An Indiana House committee on Tuesday endorsed a melding of differing Senate and House bills that supporters said will improve local government efficiency.
The new version of Senate Bill 270 would require townships with low performance evaluations to merge with other townships. The plan would also let city governments take over the township functions when the township is located mostly within the city limits.
Townships taking steps toward mergers under current state law by June 30, 2027, would be exempt from the proposed new procedure that would then begin. It would start the process for mergers taking effect Jan. 1, 2029 — a year later than previously proposed.
Bill author Sen. Rick Niemeyer, R-Lowell, said the delay would give townships facing required consolidations time to make their own merger decisions.
“They can do local meetings back home, decide what township, maybe, they want to merge with, see where they want to go,” Niemeyer told the committee. “I think that’s going to happen a lot. I hope it happens a lot.”
Differing Senate, House approaches
The Indiana Township Association had favored Niemeyer’s approach that based merger requirements upon a points system evaluating township functions. The group opposed the process in House Bill 1315 that required mergers based on population, budget and geography.
Andrew Durham, the association’s associate director, told the Capital Chronicle that it supported the compromise version.
“Our stance has always been about looking at the efficiencies of the units first before making any determination on whatever the reform may be,” said Durham, who is the Center Township trustee in Howard County.
Durham said preliminary estimates are that about 300 townships could face consolidations under the legislation endorsed Tuesday.
A legislative analysis of House Bill 1315, which the House approved earlier this month, estimated about 650 townships could be affected.
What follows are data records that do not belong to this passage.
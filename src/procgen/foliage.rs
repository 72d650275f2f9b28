//! Foliage proxies scattered around branch tips

use rand::Rng;

use crate::core::types::{DVec3, Result};
use crate::core::Error;
use crate::mesh::FoliageProxy;
use crate::procgen::params::FOLIAGE_JITTER_POOL;
use crate::procgen::uniform;

/// Place `count` foliage proxies around `tip`
///
/// Always draws [`FOLIAGE_JITTER_POOL`] jitter offsets (x, y, z per offset, each in
/// `-spread..spread`) before using the first `count`, so changing `count` never shifts
/// the random stream seen by the rest of the tree.
pub fn scatter_foliage<R: Rng + ?Sized>(
    tip: DVec3,
    count: u32,
    spread: f64,
    size: f64,
    resolution: u32,
    rng: &mut R,
) -> Result<Vec<FoliageProxy>> {
    let count = count as usize;
    if count > FOLIAGE_JITTER_POOL {
        return Err(Error::config(
            "foliage_count",
            format!("must be at most {FOLIAGE_JITTER_POOL}, got {count}"),
        ));
    }

    let mut jitter = [DVec3::ZERO; FOLIAGE_JITTER_POOL];
    for offset in jitter.iter_mut() {
        let x = uniform(rng, -spread, spread);
        let y = uniform(rng, -spread, spread);
        let z = uniform(rng, -spread, spread);
        *offset = DVec3::new(x, y, z);
    }

    Ok(jitter[..count]
        .iter()
        .map(|offset| FoliageProxy {
            center: tip + *offset,
            size,
            resolution,
        })
        .collect())
}

#[cfg(test)]
mod tests {
    use super::*;
    use rand::SeedableRng;
    use rand_pcg::Pcg64;

    #[test]
    fn test_count_and_attributes() {
        let mut rng = Pcg64::seed_from_u64(7);
        let tip = DVec3::new(1.0, 2.0, 3.0);
        let proxies = scatter_foliage(tip, 5, 0.5, 1.5, 2, &mut rng).unwrap();

        assert_eq!(proxies.len(), 5);
        for proxy in &proxies {
            assert_eq!(proxy.size, 1.5);
            assert_eq!(proxy.resolution, 2);
            let offset = proxy.center - tip;
            assert!(offset.abs().max_element() <= 0.5);
        }
    }

    #[test]
    fn test_zero_spread_stacks_on_tip() {
        let mut rng = Pcg64::seed_from_u64(1);
        let tip = DVec3::new(0.0, 6.0, 0.0);
        for proxy in scatter_foliage(tip, 3, 0.0, 1.0, 0, &mut rng).unwrap() {
            assert_eq!(proxy.center, tip);
        }
    }

    #[test]
    fn test_stream_consumption_independent_of_count() {
        let mut a = Pcg64::seed_from_u64(99);
        let mut b = Pcg64::seed_from_u64(99);

        scatter_foliage(DVec3::ZERO, 1, 2.0, 1.0, 0, &mut a).unwrap();
        scatter_foliage(DVec3::ZERO, 20, 2.0, 1.0, 0, &mut b).unwrap();

        assert_eq!(a.random::<u64>(), b.random::<u64>());
    }

    #[test]
    fn test_prefix_is_shared_between_counts() {
        let scatter = |count| {
            scatter_foliage(DVec3::ZERO, count, 1.0, 1.0, 0, &mut Pcg64::seed_from_u64(3)).unwrap()
        };
        let few = scatter(2);
        let many = scatter(6);
        assert_eq!(few[..], many[..2]);
    }

    #[test]
    fn test_count_above_pool_rejected() {
        let mut rng = Pcg64::seed_from_u64(0);
        let result = scatter_foliage(DVec3::ZERO, 21, 1.0, 1.0, 0, &mut rng);
        assert!(matches!(result, Err(Error::Configuration(_))));
    }
}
The House Local Government Committee voted 11-2 on Tuesday in favor of Senate Bill 270, which is expected to be voted upon by the full House in the coming days.
If it gains House approval, both the House and the Senate would have to agree on a final version before the legislative session’s scheduled Feb. 27 adjournment.
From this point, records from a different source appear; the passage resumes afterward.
//! Quad-faced tube segments joining two circular cross-sections

use std::f64::consts::TAU;

use crate::core::types::{DVec3, Result};
use crate::core::Error;
use crate::math::rotation::{perpendicular_offset_point, rotate_point_about_axis};
use crate::mesh::Quad;

/// Build the side faces of one segment running from `base` to `tip`
///
/// The base ring lies perpendicular to the parent axis `prev → base` and the tip ring
/// perpendicular to `base → tip`, so a bent segment joins its parent without a gap.
/// Ring vertex `k` is the ring's seed point rotated by `-k * 2π / polygon_count`.
/// Quad `i` is `(tip_i, base_i, base_i+1, tip_i+1)`.
pub fn build_tube(
    base: DVec3,
    tip: DVec3,
    prev: DVec3,
    base_radius: f64,
    tip_radius: f64,
    polygon_count: u32,
) -> Result<Vec<Quad>> {
    if polygon_count < 3 {
        return Err(Error::InvalidPolygonCount(polygon_count));
    }

    let base_ring = ring(prev, base, base_radius, polygon_count)?;
    let tip_ring = ring(base, tip, tip_radius, polygon_count)?;

    let quads = base_ring
        .windows(2)
        .zip(tip_ring.windows(2))
        .map(|(b, t)| Quad::new(t[0], b[0], b[1], t[1]))
        .collect();

    Ok(quads)
}

/// `polygon_count + 1` points around `center`; the last one closes the loop
fn ring(axis_start: DVec3, center: DVec3, radius: f64, polygon_count: u32) -> Result<Vec<DVec3>> {
    let step = TAU / f64::from(polygon_count);
    let seed = perpendicular_offset_point(axis_start, center, radius)?;

    (0..=polygon_count)
        .map(|k| rotate_point_about_axis(axis_start, center, seed, -(step * f64::from(k))))
        .collect()
}

#[cfg(test)]
mod tests {
    use super::*;

    const EPS: f64 = 1e-9;

    fn straight_tube(polygon_count: u32) -> Vec<Quad> {
        let tip = DVec3::new(0.0, 4.0, 0.0);
        build_tube(DVec3::Y, tip, DVec3::ZERO, 1.0, 0.5, polygon_count).unwrap()
    }

    #[test]
    fn test_quad_count_matches_polygon_count() {
        for n in [3, 4, 7, 20] {
            assert_eq!(straight_tube(n).len(), n as usize);
        }
    }

    #[test]
    fn test_rejects_fewer_than_three_sides() {
        let result = build_tube(DVec3::Y, DVec3::new(0.0, 2.0, 0.0), DVec3::ZERO, 1.0, 1.0, 2);
        assert!(matches!(result, Err(Error::InvalidPolygonCount(2))));
    }

    #[test]
    fn test_quads_are_non_degenerate() {
        for quad in straight_tube(5) {
            let corners = quad.corners();
            for i in 0..4 {
                for j in (i + 1)..4 {
                    let gap = (corners[i] - corners[j]).length();
                    assert!(gap > EPS, "duplicate corner in {:?}", quad);
                }
            }
        }
    }

    #[test]
    fn test_corners_lie_on_rings() {
        let base = DVec3::Y;
        let tip = DVec3::new(0.0, 4.0, 0.0);
        for quad in straight_tube(6) {
            // Tip corners
            for p in [quad.p0, quad.p3] {
                assert!(((p - tip).length() - 0.5).abs() < EPS);
                assert!((p.y - tip.y).abs() < EPS);
            }
            // Base corners
            for p in [quad.p1, quad.p2] {
                assert!(((p - base).length() - 1.0).abs() < EPS);
                assert!((p.y - base.y).abs() < EPS);
            }
        }
    }

    #[test]
    fn test_adjacent_quads_share_edges() {
        let quads = straight_tube(4);
        for pair in quads.windows(2) {
            assert_eq!(pair[0].p2, pair[1].p1);
            assert_eq!(pair[0].p3, pair[1].p0);
        }
        let first = quads.first().unwrap();
        let last = quads.last().unwrap();
        assert!((last.p2 - first.p1).length() < EPS);
        assert!((last.p3 - first.p0).length() < EPS);
    }

    #[test]
    fn test_bent_segment_rings_follow_their_axes() {
        let prev = DVec3::ZERO;
        let base = DVec3::Y;
        let tip = DVec3::new(2.0, 3.0, 0.0);
        let axis = (tip - base).normalize();
        for quad in build_tube(base, tip, prev, 1.0, 1.0, 8).unwrap() {
            // Base ring is horizontal (parent axis is Y)
            assert!((quad.p1.y - base.y).abs() < EPS);
            // Tip ring is perpendicular to the bent axis
            assert!((quad.p0 - tip).dot(axis).abs() < EPS);
        }
    }

    #[test]
    fn test_zero_radius_collapses_ring() {
        let tip = DVec3::new(0.0, 3.0, 0.0);
        let quads = build_tube(DVec3::Y, tip, DVec3::ZERO, 1.0, 0.0, 4).unwrap();
        for quad in quads {
            assert!((quad.p0 - DVec3::new(0.0, 3.0, 0.0)).length() < EPS);
        }
    }

    #[test]
    fn test_degenerate_segment_fails() {
        let result = build_tube(DVec3::Y, DVec3::Y, DVec3::ZERO, 1.0, 1.0, 4);
        assert!(matches!(result, Err(Error::ZeroMagnitude)));
    }
}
Long debate over township futures
Indiana’s township officials have long argued for the importance of the services they provide. That work includes providing emergency aid for expenses such as utilities and housing to low-income residents, with some townships also operating fire departments or parks and maintaining old cemeteries.
Critics believe the township system dating to the 1800s is inefficient and that those functions could be better operated by cities or counties. But numerous attempts in the Legislature for major reorganization of Indiana’s townships have failed — dating back to a 2007 report on local government reform headed by former Gov. Joe Kernan and then-Chief Justice Randall Shepard.
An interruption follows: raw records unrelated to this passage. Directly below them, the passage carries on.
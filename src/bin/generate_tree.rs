//! Single tree generation utility
//!
//! Grows one tree and writes it to stdout as JSON.
//!
//! Usage:
//!     generate_tree [OPTIONS]
//!
//! Options:
//!     -k, --kind <KIND>       Tree kind: broadleaf or pine (default: broadleaf)
//!     --seed <SEED>           Seed for the RNG (default: 12345)
//!     -p, --params <FILE>     JSON preset; keys it omits keep the broadleaf defaults
//!     --summary               Print a one-line summary instead of the mesh
//!     --weld <TOL>            Emit an indexed mesh with corners welded at TOL
//!     -h, --help              Show this help message

use std::env;
use std::fs;
use std::path::PathBuf;
use std::time::Instant;

use serde::Serialize;

use tubetree::core::logging;
use tubetree::mesh::{FoliageProxy, GenerationStats, MaterialColors, MeshOutput, WeldedMesh};
use tubetree::procgen::{self, TreeKind, TreeParams};

fn print_help() {
    eprintln!("generate_tree - Single tree generation utility");
    eprintln!();
    eprintln!("Usage: generate_tree [OPTIONS]");
    eprintln!();
    eprintln!("Options:");
    eprintln!("    -k, --kind <KIND>       Tree kind: broadleaf or pine (default: broadleaf)");
    eprintln!("    --seed <SEED>           Seed for the RNG (default: 12345)");
    eprintln!("    -p, --params <FILE>     JSON preset; keys it omits keep the broadleaf defaults");
    eprintln!("    --summary               Print a one-line summary instead of the mesh");
    eprintln!("    --weld <TOL>            Emit an indexed mesh with corners welded at TOL");
    eprintln!("    -h, --help              Show this help message");
    eprintln!();
    eprintln!("Example:");
    eprintln!("    generate_tree --kind pine --seed 7 > pine.json");
    eprintln!("    generate_tree -p presets/willowish.json --summary");
}

#[derive(Debug)]
struct Args {
    kind: Option<TreeKind>,
    seed: u64,
    params_file: Option<PathBuf>,
    summary: bool,
    weld: Option<f64>,
}

fn parse_args() -> Result<Args, String> {
    let args: Vec<String> = env::args().skip(1).collect();

    let mut kind: Option<TreeKind> = None;
    let mut seed: u64 = 12345;
    let mut params_file: Option<PathBuf> = None;
    let mut summary = false;
    let mut weld: Option<f64> = None;

    let mut i = 0;
    while i < args.len() {
        match args[i].as_str() {
            "-h" | "--help" => {
                print_help();
                std::process::exit(0);
            }
            "-k" | "--kind" => {
                i += 1;
                if i >= args.len() {
                    return Err("Missing value for --kind".to_string());
                }
                kind = match args[i].to_lowercase().as_str() {
                    "broadleaf" => Some(TreeKind::Broadleaf),
                    "pine" => Some(TreeKind::Pine),
                    other => return Err(format!("Unknown kind: {}. Valid: broadleaf, pine", other)),
                };
            }
            "--seed" => {
                i += 1;
                if i >= args.len() {
                    return Err("Missing value for --seed".to_string());
                }
                seed = args[i].parse().map_err(|_| format!("Invalid seed: {}", args[i]))?;
            }
            "-p" | "--params" => {
                i += 1;
                if i >= args.len() {
                    return Err("Missing value for --params".to_string());
                }
                params_file = Some(PathBuf::from(&args[i]));
            }
            "--summary" => summary = true,
            "--weld" => {
                i += 1;
                if i >= args.len() {
                    return Err("Missing value for --weld".to_string());
                }
                let tolerance = args[i]
                    .parse()
                    .map_err(|_| format!("Invalid weld tolerance: {}", args[i]))?;
                weld = Some(tolerance);
            }
            other => {
                return Err(format!("Unknown option: {}", other));
            }
        }
        i += 1;
    }

    Ok(Args {
        kind,
        seed,
        params_file,
        summary,
        weld,
    })
}

/// Welded trunk plus the untouched foliage, for `--weld`
#[derive(Serialize)]
struct WeldedOutput<'a> {
    mesh: WeldedMesh,
    foliage: &'a [FoliageProxy],
    stats: GenerationStats,
    materials: MaterialColors,
}

/// A preset file overrides the named preset; `--kind` wins over the file's own kind
fn load_params(args: &Args) -> tubetree::Result<TreeParams> {
    let mut params = match &args.params_file {
        Some(path) => {
            log::info!("Loading preset {}", path.display());
            TreeParams::from_json(&fs::read_to_string(path)?)?
        }
        None => TreeParams::from_kind(args.kind.unwrap_or_default()),
    };
    if let Some(kind) = args.kind {
        params.kind = kind;
    }
    Ok(params)
}

fn render(args: &Args, mesh: &MeshOutput) -> tubetree::Result<String> {
    if args.summary {
        return Ok(mesh.summary());
    }

    match args.weld {
        Some(tolerance) => {
            let welded = WeldedOutput {
                mesh: mesh.weld(tolerance),
                foliage: &mesh.foliage,
                stats: mesh.stats,
                materials: mesh.materials,
            };
            log::info!(
                "Welded {} quads into {} vertices",
                welded.mesh.face_count(),
                welded.mesh.vertex_count()
            );
            Ok(serde_json::to_string_pretty(&welded)?)
        }
        None => Ok(serde_json::to_string_pretty(mesh)?),
    }
}

fn run(args: &Args) -> tubetree::Result<String> {
    let params = load_params(args)?;
    log::info!("Growing {:?} tree with seed {}", params.kind, args.seed);

    let start = Instant::now();
    let mesh = procgen::generate(&params, args.seed)?;
    log::info!(
        "Generated {} quads and {} foliage proxies in {:.2}ms",
        mesh.quad_count(),
        mesh.foliage_count(),
        start.elapsed().as_secs_f64() * 1000.0
    );

    render(args, &mesh)
}

fn main() {
    logging::init();

    let args = match parse_args() {
        Ok(args) => args,
        Err(e) => {
            eprintln!("Error: {}", e);
            eprintln!();
            print_help();
            std::process::exit(1);
        }
    };

    match run(&args) {
        Ok(output) => println!("{}", output),
        Err(e) => {
            eprintln!("Error: {}", e);
            std::process::exit(1);
        }
    }
}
Provisions of the current bill set up an evaluation process overseen by the state’s Department of Local Government Finance.
The bill specifies that townships would accumulate points based upon factors such as whether it provides emergency aid, operates a fire department or emergency medical services agency, files financial reports on a timely basis and has had candidates in recent township trustee elections.
The more points a township receives the more likely it would be forced to merge.
Among those townships facing mergers, their functions could be taken over by a city or town if at least 80% of its territory and more than half of its population are within the municipality’s limits.
Durham said the township association has been working to find a compromise that improves efficiency at a time when local governments are facing tightening property tax revenue.
“We’ve already had enough people who thought we weren’t needed to be around,” he said of township governments. “It’s not the case everywhere, but there are some ones that need to be reorganized.”